## What to do:
Show every line below where "QueenSide" can be found.

## Records provided:
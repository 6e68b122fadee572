mod board;
mod piece;
mod square;

pub use board::{Board, Dimensions, MAX_HEIGHT, MIN_HEIGHT, MIN_WIDTH};
pub use piece::{Color, Piece, Role};
pub use square::{MAX_FILES, Square, SquareParseError};

/// Which rook a castling move uses.
#[derive(Debug, Clone, Copy, PartialEq, Eq, Hash)]
pub enum CastlingSide {
    KingSide,
    QueenSide,
}

impl CastlingSide {
    pub const ALL: [CastlingSide; 2] = [CastlingSide::KingSide, CastlingSide::QueenSide];
}

/// Castling availability for both colours.
///
/// A right is only ever revoked during play; it is granted again only by a
/// reset or by loading a position.
#[derive(Debug, Clone, Copy, PartialEq, Eq, Hash, Default)]
pub struct CastlingRights {
    white_king_side: bool,
    white_queen_side: bool,
    black_king_side: bool,
    black_queen_side: bool,
}

impl CastlingRights {
    pub const ALL: CastlingRights = CastlingRights {
        white_king_side: true,
        white_queen_side: true,
        black_king_side: true,
        black_queen_side: true,
    };

    pub const NONE: CastlingRights = CastlingRights {
        white_king_side: false,
        white_queen_side: false,
        black_king_side: false,
        black_queen_side: false,
    };

    fn slot(&mut self, color: Color, side: CastlingSide) -> &mut bool {
        match (color, side) {
            (Color::White, CastlingSide::KingSide) => &mut self.white_king_side,
            (Color::White, CastlingSide::QueenSide) => &mut self.white_queen_side,
            (Color::Black, CastlingSide::KingSide) => &mut self.black_king_side,
            (Color::Black, CastlingSide::QueenSide) => &mut self.black_queen_side,
        }
    }

    pub fn has(&self, color: Color, side: CastlingSide) -> bool {
        match (color, side) {
            (Color::White, CastlingSide::KingSide) => self.white_king_side,
            (Color::White, CastlingSide::QueenSide) => self.white_queen_side,
            (Color::Black, CastlingSide::KingSide) => self.black_king_side,
            (Color::Black, CastlingSide::QueenSide) => self.black_queen_side,
        }
    }

    pub fn grant(&mut self, color: Color, side: CastlingSide) {
        *self.slot(color, side) = true;
    }

    pub fn revoke(&mut self, color: Color, side: CastlingSide) {
        *self.slot(color, side) = false;
    }

    pub fn revoke_all(&mut self, color: Color) {
        for side in CastlingSide::ALL {
            self.revoke(color, side);
        }
    }

    pub fn is_empty(&self) -> bool {
        *self == Self::NONE
    }
}

/// Optional rules a game may switch off.
#[derive(Debug, Clone, Copy, PartialEq, Eq, Hash)]
pub struct RuleSet {
    pub castling: bool,
    pub en_passant: bool,
}

impl Default for RuleSet {
    fn default() -> Self {
        Self {
            castling: true,
            en_passant: true,
        }
    }
}

/// How many fields a position is written with.
#[derive(Debug, Clone, Copy, PartialEq, Eq, Hash, Default)]
pub enum FenFields {
    /// Placement and side to move only.
    #[default]
    Minimal,
    /// Placement, side to move, castling, en passant and both counters.
    Full,
}

/// The complete mutable state of one game.
#[derive(Debug, Clone, PartialEq, Eq)]
pub struct GameState {
    pub board: Board,
    pub turn: Color,
    pub castling: CastlingRights,
    pub en_passant: Option<Square>,
    pub halfmove_clock: u32,
    pub fullmove_number: u32,
    pub rules: RuleSet,
    pub fields: FenFields,
}

impl GameState {
    /// Standard starting arrangement for the given dimensions, white to move.
    pub fn standard(dims: Dimensions, rules: RuleSet) -> Self {
        Self {
            board: Board::standard(dims),
            turn: Color::White,
            castling: CastlingRights::ALL,
            en_passant: None,
            halfmove_clock: 0,
            fullmove_number: 1,
            rules,
            fields: FenFields::Minimal,
        }
    }

    /// An empty board, white to move, no rights. Starting point for decoding.
    pub fn empty(dims: Dimensions) -> Self {
        Self {
            board: Board::empty(dims),
            turn: Color::White,
            castling: CastlingRights::NONE,
            en_passant: None,
            halfmove_clock: 0,
            fullmove_number: 1,
            rules: RuleSet::default(),
            fields: FenFields::Minimal,
        }
    }

    #[inline]
    pub fn dimensions(&self) -> Dimensions {
        self.board.dimensions()
    }

    #[inline]
    pub fn piece_at(&self, square: Square) -> Option<Piece> {
        self.board.piece_at(square)
    }

    /// Home square of the rook for a castling side.
    pub fn rook_home(&self, color: Color, side: CastlingSide) -> Square {
        let dims = self.dimensions();
        let file = match side {
            CastlingSide::KingSide => dims.width() - 1,
            CastlingSide::QueenSide => 0,
        };
        Square::new(file, dims.back_rank(color))
    }

    /// Home square of a colour's king.
    pub fn king_home(&self, color: Color) -> Square {
        let dims = self.dimensions();
        Square::new(dims.king_file(), dims.back_rank(color))
    }

    /// True when a pawn of the side to move stands beside the pawn that just
    /// double-pushed past the en-passant target.
    pub fn en_passant_capturable(&self) -> bool {
        let Some(target) = self.en_passant else {
            return false;
        };
        let Some(pushed) = target.offset(0, -self.turn.forward()) else {
            return false;
        };
        let capturer = Piece::new(Role::Pawn, self.turn);
        [-1, 1].into_iter().any(|df| {
            pushed
                .offset(df, 0)
                .is_some_and(|square| self.piece_at(square) == Some(capturer))
        })
    }
}

#[cfg(test)]
mod tests {
    use super::*;

    #[test]
    fn test_castling_rights_revoke() {
        let mut rights = CastlingRights::ALL;
        rights.revoke(Color::White, CastlingSide::KingSide);
        assert!(!rights.has(Color::White, CastlingSide::KingSide));
        assert!(rights.has(Color::White, CastlingSide::QueenSide));

        rights.revoke_all(Color::Black);
        assert!(!rights.has(Color::Black, CastlingSide::KingSide));
        assert!(!rights.has(Color::Black, CastlingSide::QueenSide));
        assert!(!rights.is_empty());

        rights.revoke(Color::White, CastlingSide::QueenSide);
        assert!(rights.is_empty());
    }

    #[test]
    fn test_en_passant_capturable() {
        let mut state = GameState::empty(Dimensions::STANDARD);
        state.en_passant = Some("d6".parse().unwrap());
        state.board.set("d5".parse().unwrap(), Some(Piece::new(Role::Pawn, Color::Black)));
        assert!(!state.en_passant_capturable());

        state.board.set("e5".parse().unwrap(), Some(Piece::new(Role::Pawn, Color::White)));
        assert!(state.en_passant_capturable());

        state.turn = Color::Black;
        assert!(!state.en_passant_capturable());
    }

    #[test]
    fn test_home_squares() {
        let state = GameState::standard(Dimensions::STANDARD, RuleSet::default());
        assert_eq!(state.king_home(Color::White).to_string(), "e1");
        assert_eq!(state.king_home(Color::Black).to_string(), "e8");
        assert_eq!(
            state.rook_home(Color::White, CastlingSide::KingSide).to_string(),
            "h1"
        );
        assert_eq!(
            state.rook_home(Color::Black, CastlingSide::QueenSide).to_string(),
            "a8"
        );
    }
}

## Expected answer:
    QueenSide,
    pub const ALL: [CastlingSide; 2] = [CastlingSide::KingSide, CastlingSide::QueenSide];
            (Color::White, CastlingSide::QueenSide) => &mut self.white_queen_side,
            (Color::Black, CastlingSide::QueenSide) => &mut self.black_queen_side,
            (Color::White, CastlingSide::QueenSide) => self.white_queen_side,
            (Color::Black, CastlingSide::QueenSide) => self.black_queen_side,
            CastlingSide::QueenSide => 0,
        assert!(rights.has(Color::White, CastlingSide::QueenSide));
        assert!(!rights.has(Color::Black, CastlingSide::QueenSide));
        rights.revoke(Color::White, CastlingSide::QueenSide);
            state.rook_home(Color::Black, CastlingSide::QueenSide).to_string(),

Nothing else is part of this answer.